The Agile Nail is intended for insertion in the medullary canal of a femur for the alignment and the stabilization of fractures, and for the correction of deformities.
It is indicated for the treatment of subtrochanteric fractures and of femoral shaft fractures, with the exception of newborns and infants, and in adult patients with an appropriate medullary canal.
The indications include:
prophylactic nailing of impending pathologic fractures;
fixation of femurs that have been surgically prepared (osteotomy);
nonunions and malunions;
reconstruction following tumor resection and grafting and bone lengthening and shortening.
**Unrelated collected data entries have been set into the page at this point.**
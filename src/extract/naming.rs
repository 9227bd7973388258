// src/extract/naming.rs
// =============================================================================
// Derives the local folder name for a repository URL.
//
//   https://github.com/owner/repo.git  -> repo
//   https://github.com/owner/repo/     -> repo
//   https://github.com/owner/repo      -> repo
//
// Names are not unique across owners: owner-a/tools and owner-b/tools both
// land in "tools", and whichever clone finishes last wins.
// =============================================================================

use std::collections::BTreeMap;
use std::path::{Component, Path};

use crate::clone::CloneError;

// Returns the folder name for a URL, or MalformedUrl if the name is not a
// single plain path component. The clone task deletes the target before
// cloning, so the name must never reach outside the destination.
pub fn repo_name(url: &str) -> Result<String, CloneError> {
    let trimmed = url.trim().trim_end_matches('/');
    let trimmed = trimmed.strip_suffix(".git").unwrap_or(trimmed);

    let name = trimmed.rsplit('/').next().unwrap_or_default();

    if !is_plain_folder_name(name) {
        return Err(CloneError::MalformedUrl {
            url: url.to_string(),
        });
    }

    Ok(name.to_string())
}

// `\` and `:` are separators or drive prefixes on Windows even though they
// are ordinary characters elsewhere.
fn is_plain_folder_name(name: &str) -> bool {
    if name.contains(['\\', ':']) {
        return false;
    }

    let mut components = Path::new(name).components();
    matches!(
        (components.next(), components.next()),
        (Some(Component::Normal(_)), None)
    )
}

// Groups URLs that would be cloned into the same folder
//
// Returns: (folder name, URLs) for every name shared by two or more URLs.
// Malformed URLs are skipped; they fail on their own later.
pub fn find_name_collisions<'a, I>(urls: I) -> Vec<(String, Vec<&'a str>)>
where
    I: IntoIterator<Item = &'a str>,
{
    let mut by_name: BTreeMap<String, Vec<&'a str>> = BTreeMap::new();
    for url in urls {
        if let Ok(name) = repo_name(url) {
            by_name.entry(name).or_default().push(url);
        }
    }

    by_name
        .into_iter()
        .filter(|(_, urls)| urls.len() > 1)
        .collect()
}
The Agile Nail consists of ante grade intramedullary nails, end caps and screws, and related instrumentation for insertion and extraction of the implantable components.
The System is designed to address femoral fractures and deformity corrections procedures.
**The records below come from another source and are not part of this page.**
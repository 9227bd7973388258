// src/extract/mod.rs
// =============================================================================
// This module turns pasted text into the list of repositories we will clone.
//
// Submodules:
// - github: Finds GitHub repository URLs inside free-form text
// - naming: Derives the local folder name for a repository URL
//
// Both are pure functions: no network, no filesystem.
// =============================================================================

mod github;
mod naming;

pub use github::extract_github_urls;
pub use naming::{find_name_collisions, repo_name};
// src/clone/outcome.rs
// =============================================================================
// The result of trying to clone one URL.
//
// Mirrors the JSON shape printed with --json:
//   { "url": "...", "status": "success" }
//   { "url": "...", "status": "failure", "kind": "clone", "reason": "..." }
// =============================================================================

use serde::Serialize;

use super::error::CloneError;

/// Which part of the clone went wrong
#[derive(Debug, Clone, Copy, PartialEq, Eq, Serialize)]
#[serde(rename_all = "snake_case")]
pub enum FailureKind {
    MalformedUrl,
    Remove,
    Clone,
    Unexpected,
}

#[derive(Debug, Clone, PartialEq, Eq, Serialize)]
#[serde(tag = "status", rename_all = "snake_case")]
pub enum CloneStatus {
    /// The repository is now on disk
    Success,
    /// Nothing usable was cloned; `reason` is meant for humans
    Failure { kind: FailureKind, reason: String },
}

#[derive(Debug, Clone, PartialEq, Eq, Serialize)]
pub struct CloneOutcome {
    /// The URL exactly as it was extracted
    pub url: String,
    #[serde(flatten)]
    pub status: CloneStatus,
}

impl CloneOutcome {
    pub fn success(url: impl Into<String>) -> Self {
        Self {
            url: url.into(),
            status: CloneStatus::Success,
        }
    }

    pub fn failure(url: impl Into<String>, error: &CloneError) -> Self {
        Self {
            url: url.into(),
            status: CloneStatus::Failure {
                kind: error.kind(),
                reason: error.to_string(),
            },
        }
    }

    pub fn is_success(&self) -> bool {
        matches!(self.status, CloneStatus::Success)
    }

    pub fn reason(&self) -> Option<&str> {
        match &self.status {
            CloneStatus::Success => None,
            CloneStatus::Failure { reason, .. } => Some(reason),
        }
    }
}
The provided document describes the Orthofix Agile Nail, an intramedullary fixation rod, and its 510(k) submission for FDA clearance. The submission relies on demonstrating substantial equivalence to legally marketed predicate devices, rather than conducting a de novo clinical study with specific performance acceptance criteria for an AI/device algorithm.

Therefore, many of the requested details about acceptance criteria, study design (sample size, ground truth, expert adjudication, MRMC studies, standalone performance), and training data for an AI-powered medical device are not applicable to this submission. This is a traditional medical device (implantable hardware) clearance, not an AI software as a medical device (SaMD) clearance.

However, based on the information provided, I can construct an answer that reflects the type of "acceptance criteria" and "proof" used for this mechanical device.

Acceptance Criteria and Device Performance for Orthofix Agile Nail

This device, the Orthofix Agile Nail, is a mechanical intramedullary fixation rod, not an AI-powered medical device. As such, the "acceptance criteria" and "study proving the device meets the acceptance criteria" differ significantly from those for an AI algorithm. The clearance for this device was based on substantial equivalence to predicate devices, primarily demonstrated through mechanical performance testing and biocompatibility.

Here's how the requested information applies to this type of device submission:

1. Table of Acceptance Criteria and Reported Device Performance

For a mechanical device like the Agile Nail, the "acceptance criteria" are tied to established engineering standards and comparative performance against predicate devices, rather than a diagnostic accuracy metric.

2. Sample Size Used for the Test Set and Data Provenance

• Sample Size: Not applicable in the context of patient data for an AI algorithm. For mechanical testing, the "sample size" refers to the number of physical devices or components tested. The document does not specify the exact number of devices tested but indicates that "All testing met or exceeded the requirements."
• Data Provenance: The "data" for this submission consists of engineering test results and biocompatibility test results, not patient data in the typical sense of a clinical study for an AI device. These tests are conducted in laboratories (e.g., in Italy, given the manufacturer's location). The testing is prospective (performed specifically for the submission).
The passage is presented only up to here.